■ Task description ■
What you return should be every record, retyped without a single change.

■ Records provided ■
****************************************
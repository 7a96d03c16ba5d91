//! Consumption engine.
//!
//! Turns one [`Snapshot`] of the pulse counters into a consumption figure.
//! Pure and deterministic: the same snapshot and calibration always give
//! the same result, and there is no error path.
//!
//! ```text
//!   liters_in  = flow_in  / pulses_per_liter
//!   liters_out = flow_out / pulses_per_liter
//!   fuel_delta = |liters_in - liters_out|          (supply minus return)
//!   distance_m = distance * wheel_circumference_m
//!
//!   distance_m > 0  →  fuel_delta / distance_m * 100 000   L/100km
//!   distance_m ≤ 0  →  fuel_delta * 60 / window_secs       L/min (idle burn)
//! ```

use core::fmt;

use crate::config::Calibration;
use crate::sensors::pulses::Snapshot;

/// Meters per 100 km.
const METERS_PER_100_KM: f32 = 100_000.0;

/// Unit the consumption value is expressed in.
#[derive(Debug, Clone, Copy, PartialEq, Eq)]
pub enum ConsumptionUnit {
    /// Vehicle moving: distance efficiency.
    LitersPer100Km,
    /// Vehicle stationary: idle fuel burn.
    LitersPerMinute,
}

impl ConsumptionUnit {
    /// Short suffix used on the display.
    pub fn suffix(self) -> &'static str {
        match self {
            Self::LitersPer100Km => "L/100",
            Self::LitersPerMinute => "L/min",
        }
    }
}

impl fmt::Display for ConsumptionUnit {
    fn fmt(&self, f: &mut fmt::Formatter<'_>) -> fmt::Result {
        match self {
            Self::LitersPer100Km => write!(f, "L/100km"),
            Self::LitersPerMinute => write!(f, "L/min"),
        }
    }
}

/// A consumption figure and its unit.
#[derive(Debug, Clone, Copy, PartialEq)]
pub struct Consumption {
    pub value: f32,
    pub unit: ConsumptionUnit,
}

impl fmt::Display for Consumption {
    fn fmt(&self, f: &mut fmt::Formatter<'_>) -> fmt::Result {
        write!(f, "{:.2} {}", self.value, self.unit)
    }
}

/// Net fuel (liters) that passed the supply meter but not the return meter.
pub fn fuel_delta_liters(snapshot: &Snapshot, cal: &Calibration) -> f32 {
    let liters_in = snapshot.flow_in / cal.pulses_per_liter;
    let liters_out = snapshot.flow_out / cal.pulses_per_liter;
    (liters_in - liters_out).abs()
}

/// Distance (meters) covered during the snapshot window.
pub fn distance_meters(snapshot: &Snapshot, cal: &Calibration) -> f32 {
    snapshot.distance * cal.wheel_circumference_m
}

/// Compute consumption from one snapshot.
///
/// Zero distance is the stationary case and reports liters per minute over
/// the accumulation window; it never divides by the distance. A negative or
/// non-finite figure (meter disagreement, noise) is reported as `0.00`.
pub fn compute_consumption(snapshot: &Snapshot, cal: &Calibration) -> Consumption {
    let fuel_delta = fuel_delta_liters(snapshot, cal);
    let distance_m = distance_meters(snapshot, cal);

    if distance_m > 0.0 {
        Consumption {
            value: clamp_non_negative(fuel_delta / distance_m * METERS_PER_100_KM),
            unit: ConsumptionUnit::LitersPer100Km,
        }
    } else {
        let per_minute = 60.0 / cal.window_secs.max(1) as f32;
        Consumption {
            value: clamp_non_negative(fuel_delta * per_minute),
            unit: ConsumptionUnit::LitersPerMinute,
        }
    }
}

fn clamp_non_negative(value: f32) -> f32 {
    if value.is_finite() && value > 0.0 {
        value
    } else {
        0.0
    }
}

#[cfg(test)]
mod tests {
    use super::*;

    fn snap(flow_in: f32, flow_out: f32, distance: f32) -> Snapshot {
        Snapshot {
            flow_in,
            flow_out,
            distance,
        }
    }

    #[test]
    fn regression_example_is_about_200_l_per_100km() {
        let cal = Calibration::default();
        let c = compute_consumption(&snap(900.0, 450.0, 261.0), &cal);

        assert_eq!(c.unit, ConsumptionUnit::LitersPer100Km);
        // 1.0 L over 261 × 1.915 m = 499.815 m
        assert!((c.value - 200.074).abs() < 0.01, "got {}", c.value);
    }

    #[test]
    fn fuel_delta_and_distance_intermediates() {
        let cal = Calibration::default();
        let s = snap(900.0, 450.0, 261.0);
        assert!((fuel_delta_liters(&s, &cal) - 1.0).abs() < 1e-6);
        assert!((distance_meters(&s, &cal) - 499.815).abs() < 1e-2);
    }

    #[test]
    fn stationary_with_no_flow_is_zero_per_minute() {
        let c = compute_consumption(&snap(0.0, 0.0, 0.0), &Calibration::default());
        assert_eq!(c.unit, ConsumptionUnit::LitersPerMinute);
        assert_eq!(c.value, 0.0);
        assert_eq!(c.to_string(), "0.00 L/min");
    }

    #[test]
    fn stationary_burn_scales_by_window() {
        // 0.5 L net over a 60 s window = 0.5 L/min.
        let cal = Calibration::default();
        let c = compute_consumption(&snap(450.0, 225.0, 0.0), &cal);
        assert_eq!(c.unit, ConsumptionUnit::LitersPerMinute);
        assert!((c.value - 0.5).abs() < 1e-6);

        let short = Calibration {
            window_secs: 30,
            ..cal
        };
        let c = compute_consumption(&snap(450.0, 225.0, 0.0), &short);
        assert!((c.value - 1.0).abs() < 1e-6);
    }

    #[test]
    fn equal_flows_report_zero_regardless_of_distance() {
        let cal = Calibration::default();
        for distance in [0.0, 1.0, 261.0, 10_000.0] {
            let c = compute_consumption(&snap(300.0, 300.0, distance), &cal);
            assert_eq!(c.value, 0.0);
        }
    }

    #[test]
    fn return_exceeding_supply_uses_absolute_difference() {
        let cal = Calibration::default();
        let forward = compute_consumption(&snap(900.0, 450.0, 261.0), &cal);
        let reversed = compute_consumption(&snap(450.0, 900.0, 261.0), &cal);
        assert_eq!(forward, reversed);
    }

    #[test]
    fn deterministic() {
        let cal = Calibration::default();
        let s = snap(1234.0, 987.0, 55.0);
        assert_eq!(compute_consumption(&s, &cal), compute_consumption(&s, &cal));
    }

    #[test]
    fn non_finite_result_clamped() {
        assert_eq!(clamp_non_negative(f32::NAN), 0.0);
        assert_eq!(clamp_non_negative(f32::INFINITY), 0.0);
        assert_eq!(clamp_non_negative(-3.0), 0.0);
    }

    #[test]
    fn display_suffixes() {
        assert_eq!(ConsumptionUnit::LitersPer100Km.suffix(), "L/100");
        assert_eq!(ConsumptionUnit::LitersPerMinute.suffix(), "L/min");
    }
}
****************************************
■ Answer to the exercise ■
repository 7a96d03c16ba5d91
//! Consumption engine.
//!
//! Turns one [`Snapshot`] of the pulse counters into a consumption figure.
//! Pure and deterministic: the same snapshot and calibration always give
//! the same result, and there is no error path.
//!
//! ```text
//!   liters_in  = flow_in  / pulses_per_liter
//!   liters_out = flow_out / pulses_per_liter
//!   fuel_delta = |liters_in - liters_out|          (supply minus return)
//!   distance_m = distance * wheel_circumference_m
//!
//!   distance_m > 0  →  fuel_delta / distance_m * 100 000   L/100km
//!   distance_m ≤ 0  →  fuel_delta * 60 / window_secs       L/min (idle burn)
//! ```

use core::fmt;

use crate::config::Calibration;
use crate::sensors::pulses::Snapshot;

/// Meters per 100 km.
const METERS_PER_100_KM: f32 = 100_000.0;

/// Unit the consumption value is expressed in.
#[derive(Debug, Clone, Copy, PartialEq, Eq)]
pub enum ConsumptionUnit {
    /// Vehicle moving: distance efficiency.
    LitersPer100Km,
    /// Vehicle stationary: idle fuel burn.
    LitersPerMinute,
}

impl ConsumptionUnit {
    /// Short suffix used on the display.
    pub fn suffix(self) -> &'static str {
        match self {
            Self::LitersPer100Km => "L/100",
            Self::LitersPerMinute => "L/min",
        }
    }
}

impl fmt::Display for ConsumptionUnit {
    fn fmt(&self, f: &mut fmt::Formatter<'_>) -> fmt::Result {
        match self {
            Self::LitersPer100Km => write!(f, "L/100km"),
            Self::LitersPerMinute => write!(f, "L/min"),
        }
    }
}

/// A consumption figure and its unit.
#[derive(Debug, Clone, Copy, PartialEq)]
pub struct Consumption {
    pub value: f32,
    pub unit: ConsumptionUnit,
}

impl fmt::Display for Consumption {
    fn fmt(&self, f: &mut fmt::Formatter<'_>) -> fmt::Result {
        write!(f, "{:.2} {}", self.value, self.unit)
    }
}

/// Net fuel (liters) that passed the supply meter but not the return meter.
pub fn fuel_delta_liters(snapshot: &Snapshot, cal: &Calibration) -> f32 {
    let liters_in = snapshot.flow_in / cal.pulses_per_liter;
    let liters_out = snapshot.flow_out / cal.pulses_per_liter;
    (liters_in - liters_out).abs()
}

/// Distance (meters) covered during the snapshot window.
pub fn distance_meters(snapshot: &Snapshot, cal: &Calibration) -> f32 {
    snapshot.distance * cal.wheel_circumference_m
}

/// Compute consumption from one snapshot.
///
/// Zero distance is the stationary case and reports liters per minute over
/// the accumulation window; it never divides by the distance. A negative or
/// non-finite figure (meter disagreement, noise) is reported as `0.00`.
pub fn compute_consumption(snapshot: &Snapshot, cal: &Calibration) -> Consumption {
    let fuel_delta = fuel_delta_liters(snapshot, cal);
    let distance_m = distance_meters(snapshot, cal);

    if distance_m > 0.0 {
        Consumption {
            value: clamp_non_negative(fuel_delta / distance_m * METERS_PER_100_KM),
            unit: ConsumptionUnit::LitersPer100Km,
        }
    } else {
        let per_minute = 60.0 / cal.window_secs.max(1) as f32;
        Consumption {
            value: clamp_non_negative(fuel_delta * per_minute),
            unit: ConsumptionUnit::LitersPerMinute,
        }
    }
}

fn clamp_non_negative(value: f32) -> f32 {
    if value.is_finite() && value > 0.0 {
        value
    } else {
        0.0
    }
}

#[cfg(test)]
mod tests {
    use super::*;

    fn snap(flow_in: f32, flow_out: f32, distance: f32) -> Snapshot {
        Snapshot {
            flow_in,
            flow_out,
            distance,
        }
    }

    #[test]
    fn regression_example_is_about_200_l_per_100km() {
        let cal = Calibration::default();
        let c = compute_consumption(&snap(900.0, 450.0, 261.0), &cal);

        assert_eq!(c.unit, ConsumptionUnit::LitersPer100Km);
        // 1.0 L over 261 × 1.915 m = 499.815 m
        assert!((c.value - 200.074).abs() < 0.01, "got {}", c.value);
    }

    #[test]
    fn fuel_delta_and_distance_intermediates() {
        let cal = Calibration::default();
        let s = snap(900.0, 450.0, 261.0);
        assert!((fuel_delta_liters(&s, &cal) - 1.0).abs() < 1e-6);
        assert!((distance_meters(&s, &cal) - 499.815).abs() < 1e-2);
    }

    #[test]
    fn stationary_with_no_flow_is_zero_per_minute() {
        let c = compute_consumption(&snap(0.0, 0.0, 0.0), &Calibration::default());
        assert_eq!(c.unit, ConsumptionUnit::LitersPerMinute);
        assert_eq!(c.value, 0.0);
        assert_eq!(c.to_string(), "0.00 L/min");
    }

    #[test]
    fn stationary_burn_scales_by_window() {
        // 0.5 L net over a 60 s window = 0.5 L/min.
        let cal = Calibration::default();
        let c = compute_consumption(&snap(450.0, 225.0, 0.0), &cal);
        assert_eq!(c.unit, ConsumptionUnit::LitersPerMinute);
        assert!((c.value - 0.5).abs() < 1e-6);

        let short = Calibration {
            window_secs: 30,
            ..cal
        };
        let c = compute_consumption(&snap(450.0, 225.0, 0.0), &short);
        assert!((c.value - 1.0).abs() < 1e-6);
    }

    #[test]
    fn equal_flows_report_zero_regardless_of_distance() {
        let cal = Calibration::default();
        for distance in [0.0, 1.0, 261.0, 10_000.0] {
            let c = compute_consumption(&snap(300.0, 300.0, distance), &cal);
            assert_eq!(c.value, 0.0);
        }
    }

    #[test]
    fn return_exceeding_supply_uses_absolute_difference() {
        let cal = Calibration::default();
        let forward = compute_consumption(&snap(900.0, 450.0, 261.0), &cal);
        let reversed = compute_consumption(&snap(450.0, 900.0, 261.0), &cal);
        assert_eq!(forward, reversed);
    }

    #[test]
    fn deterministic() {
        let cal = Calibration::default();
        let s = snap(1234.0, 987.0, 55.0);
        assert_eq!(compute_consumption(&s, &cal), compute_consumption(&s, &cal));
    }

    #[test]
    fn non_finite_result_clamped() {
        assert_eq!(clamp_non_negative(f32::NAN), 0.0);
        assert_eq!(clamp_non_negative(f32::INFINITY), 0.0);
        assert_eq!(clamp_non_negative(-3.0), 0.0);
    }

    #[test]
    fn display_suffixes() {
        assert_eq!(ConsumptionUnit::LitersPer100Km.suffix(), "L/100");
        assert_eq!(ConsumptionUnit::LitersPerMinute.suffix(), "L/min");
    }
}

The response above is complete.